Alle ore 11.30 di questa mattina, nell’Aula Giovanni Paolo II della Sala Stampa della Santa Sede, si tiene la Conferenza Stampa di presentazione del Messaggio del Santo Padre Benedetto XVI per la 45a Giornata Mondiale della Pace (1° gennaio 2012) sul tema: Educare i giovani alla giustizia e alla pace.
Intervengono l’Em.mo Card. Peter Kodwo Appiah Turkson, Presidente del Pontificio Consiglio della Giustizia e della Pace e S.E. Mons. Mario Toso, S.D.B., Segretario del medesimo Pontificio Consiglio.

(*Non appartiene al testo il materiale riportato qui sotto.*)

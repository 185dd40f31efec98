//! Top-view illustration of packed circles, as SVG.
//!
//! Circles sit on a grid of pitch `2r` inside a dashed bounding rectangle
//! of `cols·2r` by `rows·2r`, drawn with a half-unit margin.

use crate::models::PackingFigure;

/// Pixels per cm.
const SCALE: f64 = 40.0;
/// Margin around the rectangle, in cm.
const MARGIN: f64 = 0.5;
/// Height reserved for the title, in px.
const TITLE_HEIGHT: f64 = 36.0;

const TITLE: &str = "Top View of Tightly Packed Objects";

/// Render the figure as a standalone SVG document.
pub fn render_packing_svg(figure: &PackingFigure) -> String {
    let r = figure.radius;
    let d = figure.diameter();
    let rect_w = f64::from(figure.cols) * d;
    let rect_h = f64::from(figure.rows) * d;

    let px = |cm: f64| cm * SCALE;
    let width = px(rect_w + 2.0 * MARGIN);
    let height = px(rect_h + 2.0 * MARGIN) + TITLE_HEIGHT;
    let origin_x = px(MARGIN);
    let origin_y = px(MARGIN) + TITLE_HEIGHT;

    let mut svg = format!(
        "<svg xmlns=\"http://www.w3.org/2000/svg\" width=\"{width:.1}\" height=\"{height:.1}\" viewBox=\"0 0 {width:.1} {height:.1}\">\n"
    );
    svg.push_str("  <rect width=\"100%\" height=\"100%\" fill=\"white\"/>\n");
    svg.push_str(&format!(
        "  <text x=\"{:.1}\" y=\"24\" text-anchor=\"middle\" font-family=\"sans-serif\" font-size=\"16\" font-weight=\"bold\">{TITLE}</text>\n",
        width / 2.0
    ));

    for i in 0..figure.rows {
        for j in 0..figure.cols {
            let cx = origin_x + px(f64::from(j) * d + r);
            let cy = origin_y + px(f64::from(i) * d + r);
            svg.push_str(&format!(
                "  <circle cx=\"{cx:.1}\" cy=\"{cy:.1}\" r=\"{:.1}\" fill=\"lightblue\" fill-opacity=\"0.8\" stroke=\"navy\" stroke-width=\"2\"/>\n",
                px(r)
            ));
        }
    }

    svg.push_str(&format!(
        "  <rect x=\"{origin_x:.1}\" y=\"{origin_y:.1}\" width=\"{:.1}\" height=\"{:.1}\" fill=\"none\" stroke=\"red\" stroke-width=\"3\" stroke-dasharray=\"8 4\" stroke-opacity=\"0.7\"/>\n",
        px(rect_w),
        px(rect_h)
    ));
    svg.push_str("</svg>\n");
    svg
}

#[cfg(test)]
mod tests {
    use super::*;

    #[test]
    fn test_one_circle_per_cell() {
        let figure = PackingFigure {
            rows: 2,
            cols: 4,
            radius: 1.5,
        };
        let svg = render_packing_svg(&figure);

        assert!(svg.starts_with("<svg "));
        assert!(svg.trim_end().ends_with("</svg>"));
        assert_eq!(svg.matches("<circle ").count(), 8);
        assert!(svg.contains(TITLE));
        // 4 × 3 cm by 2 × 3 cm rectangle
        assert!(svg.contains("width=\"480.0\" height=\"240.0\""));
        // first circle centred one radius in from the corner
        assert!(svg.contains("cx=\"80.0\" cy=\"116.0\" r=\"60.0\""));
    }
}
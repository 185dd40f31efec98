//! `@`-tagged plain text export.
//!
//! One block per question; the correct option is tagged `@@option`.

use crate::models::GeneratedQuestion;

const INSTRUCTION: &str = "Choose the correct answer.";
const DIFFICULTY: &str = "moderate";
const MARKS: u32 = 1;

/// Render the export for the given questions.
pub fn render_formatted(title: &str, description: &str, questions: &[GeneratedQuestion]) -> String {
    let mut out = format!("@title {title}\n@description {description}\n\n");

    for (i, q) in questions.iter().enumerate() {
        out.push_str(&format!("@question {}\n", q.question));
        out.push_str(&format!("@instruction {INSTRUCTION}\n"));
        out.push_str(&format!("@difficulty {DIFFICULTY}\n"));
        out.push_str(&format!("@Order {}\n", i + 1));
        for (j, option) in q.options.iter().enumerate() {
            let tag = if j == q.correct_index { "@@option" } else { "@option" };
            out.push_str(&format!("{tag} {option}\n"));
        }
        out.push_str("@explanation\n");
        out.push_str(&format!("{}\n", q.explanation));
        out.push_str(&format!("@subject {}\n", q.curriculum.subject));
        out.push_str(&format!("@unit {}\n", q.curriculum.unit));
        out.push_str(&format!("@topic {}\n", q.curriculum.topic));
        out.push_str(&format!("@plusmarks {MARKS}\n\n"));
    }

    out
}

#[cfg(test)]
mod tests {
    use super::*;
    use crate::models::Curriculum;

    #[test]
    fn test_block_layout() {
        let q = GeneratedQuestion {
            question: "If n+5=5, what is the value of n?".to_string(),
            options: vec!["0".into(), "1/5".into(), "1".into()],
            correct_index: 0,
            explanation: "Subtract 5 from both sides: n = 0".to_string(),
            curriculum: Curriculum::new("Quantitative Math", "Algebra", "Linear Equations"),
            image_path: None,
            figure: None,
        };

        let out = render_formatted("T", "D", &[q.clone(), q]);
        let expected_block = "@question If n+5=5, what is the value of n?\n\
@instruction Choose the correct answer.\n\
@difficulty moderate\n\
@Order 2\n\
@@option 0\n\
@option 1/5\n\
@option 1\n\
@explanation\n\
Subtract 5 from both sides: n = 0\n\
@subject Quantitative Math\n\
@unit Algebra\n\
@topic Linear Equations\n\
@plusmarks 1\n\n";

        assert!(out.starts_with("@title T\n@description D\n\n@question"));
        assert!(out.ends_with(expected_block));
        assert_eq!(out.matches("@@option").count(), 2);
    }
}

Ne pubblichiamo di seguito gli interventi:
● INTERVENTO DEL CARD. PETER KODWO APPIAH TURKSON
Introduzione
L’inizio dell’ anno 2011, come è noto a tutti, è stato segnato da una serie di manifestazioni dei giovani in quasi tutte le capitali europee e in alcune capitali del Continente americano. L’anno nuovo è così iniziato in un clima di pessimismo e sfiducia.
Il Santo Padre riconosce che anche «nell’anno che termina è cresciuto il senso di frustrazione per la crisi che sta assillando la società, il mondo del lavoro e l’economia; una crisi le cui radici sono anzitutto culturali e antropologiche. Sembra quasi che una coltre di oscurità sia scesa sul nostro tempo e non permetta di vedere con chiarezza la luce del giorno» (n. 1).
Queste parole cariche di preoccupazione e di paterna vicinanza definiscono il senso profondo del Messaggio del Santo Padre in occasione della XLV Giornata mondiale della Pace 2012. Ma, contrariamente all’atteggiamento di disperazione prevalente, il Santo Padre attinge alla fonte della fiducia e della speranza: attinge al messaggio del Natale di Cristo, per augurare all’umanità, con affetto e fiducia, un nuovo anno di speranza, segnato dalla giustizia e dalla pace, e desidera presentare i giovani come i principali protagonisti di questi atteggiamenti.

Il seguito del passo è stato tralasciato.